SAN FRANCISCO, Calif., May 16, 2024 -- Doximity, Inc. (NYSE: DOCS), the leading digital platform for U.S. medical professionals, today announced results of its fiscal 2024 fourth quarter and fiscal year ended March 31, 2024.
“We were pleased to beat on our top and bottom lines, as we delivered another quarter of strong profits and record engagement,” said Jeff Tangney, co-founder and CEO of Doximity. “We’re proud to bring AI and automation to clinical workflows, with over 580,000 unique providers using our workflow tools last quarter.”
Fiscal 2024 Fourth Quarter Financial Highlights
All comparisons, unless otherwise noted, are to the three months ended March 31, 2023.
Revenue: Revenue of $118.1 million, versus $111.0 million, an increase of 6% year-over-year. Subscription revenue of $112.7 million, versus $103.2 million, an increase of 9% year-over-year.
Net income and non-GAAP net income: Net income of $40.6 million, versus $30.7 million, representing a margin of 34.4%, versus 27.6%. Non-GAAP net income of $51.0 million, versus $42.1 million, representing a margin of 43.2%, versus 38.0%.

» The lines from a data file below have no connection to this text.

//! Value numbering: the hash-consing table, the per-block abstract
//! interpreter, and the global fixed-point driver.
//!
//! See [`GlobalValueNumbering`] for the two-phase entry points and
//! [`LvnState`] for the fact lattice merged across the graph.

mod global;
mod local;
mod table;

pub use global::GlobalValueNumbering;
pub use local::LvnState;
pub use table::{ValueNumber, ValueTable};
//! MIR instructions: opcodes, use/def arrays, and optimization flags.
//!
//! An instruction carries its opcode, the source virtual registers it reads
//! and writes, and - once SSA construction has run - the SSA value ids for
//! those uses and the def. The optimization-flags bitmask is the output
//! surface of check elimination: the code-generation collaborator reads the
//! skip bits to omit the corresponding runtime checks.
//!
//! Phi nodes are ordinary instructions ([`Opcode::Phi`]) placed at the head
//! of their block; their SSA operand list is ordered to match the block's
//! predecessor list.

use std::fmt;

use bitflags::bitflags;
use strum::{Display, EnumCount};

use crate::mir::{ClassId, FieldId, MethodId, SsaValueId, VarId};

/// Binary arithmetic/logic operators.
#[derive(Debug, Display, Clone, Copy, PartialEq, Eq, Hash, EnumCount)]
#[strum(serialize_all = "lowercase")]
pub enum BinaryOp {
    /// Addition.
    Add,
    /// Subtraction.
    Sub,
    /// Multiplication.
    Mul,
    /// Division.
    Div,
    /// Remainder.
    Rem,
    /// Bitwise and.
    And,
    /// Bitwise or.
    Or,
    /// Bitwise exclusive or.
    Xor,
    /// Left shift.
    Shl,
    /// Arithmetic right shift.
    Shr,
}

impl BinaryOp {
    /// Returns `true` if swapping the operands leaves the result unchanged.
    #[must_use]
    pub const fn is_commutative(self) -> bool {
        matches!(
            self,
            Self::Add | Self::Mul | Self::And | Self::Or | Self::Xor
        )
    }
}

/// Unary operators.
#[derive(Debug, Display, Clone, Copy, PartialEq, Eq, Hash, EnumCount)]
#[strum(serialize_all = "lowercase")]
pub enum UnaryOp {
    /// Arithmetic negation.
    Neg,
    /// Bitwise complement.
    Not,
}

Adjusted EBITDA: Adjusted EBITDA of $56.4 million, versus $48.9 million, an increase of 15% year-over-year, representing adjusted EBITDA margins of 47.8%, versus 44.1%.
Diluted net income per share and non-GAAP diluted net income per share: Diluted net income per share was $0.20, versus $0.14, while non-GAAP diluted net income per share was $0.25, versus $0.20.
Operating cash flow and free cash flow: Operating cash flow of $63.9 million, versus $46.6 million, an increase of 37% year-over-year, and free cash flow of $62.3 million, versus $45.6 million, an increase of 37% year-over-year.
Fiscal Year 2024 Financial Highlights
All comparisons, unless otherwise noted, are to the fiscal year ended March 31, 2023.
Revenue: Revenue of $475.4 million, versus $419.1 million, an increase of 13% year-over-year. Subscription revenue of $450.1 million, versus $389.7 million, an increase of 15% year-over-year.
Net income and non-GAAP net income: Net income of $147.6 million, versus $112.8 million, representing a margin of 31.0%, versus 26.9%. Non-GAAP net income of $195.6 million, versus $154.9 million, representing a margin of 41.2%, versus 37.0%.
Adjusted EBITDA: Adjusted EBITDA of $230.5 million, versus $184.0 million, an increase of 25% year-over-year, representing adjusted EBITDA margins of 48.5%, versus 43.9%.
Diluted net income per share and non-GAAP diluted net income per share: Diluted net income per share was $0.72, versus $0.53, while non-GAAP diluted net income per share was $0.95, versus $0.73.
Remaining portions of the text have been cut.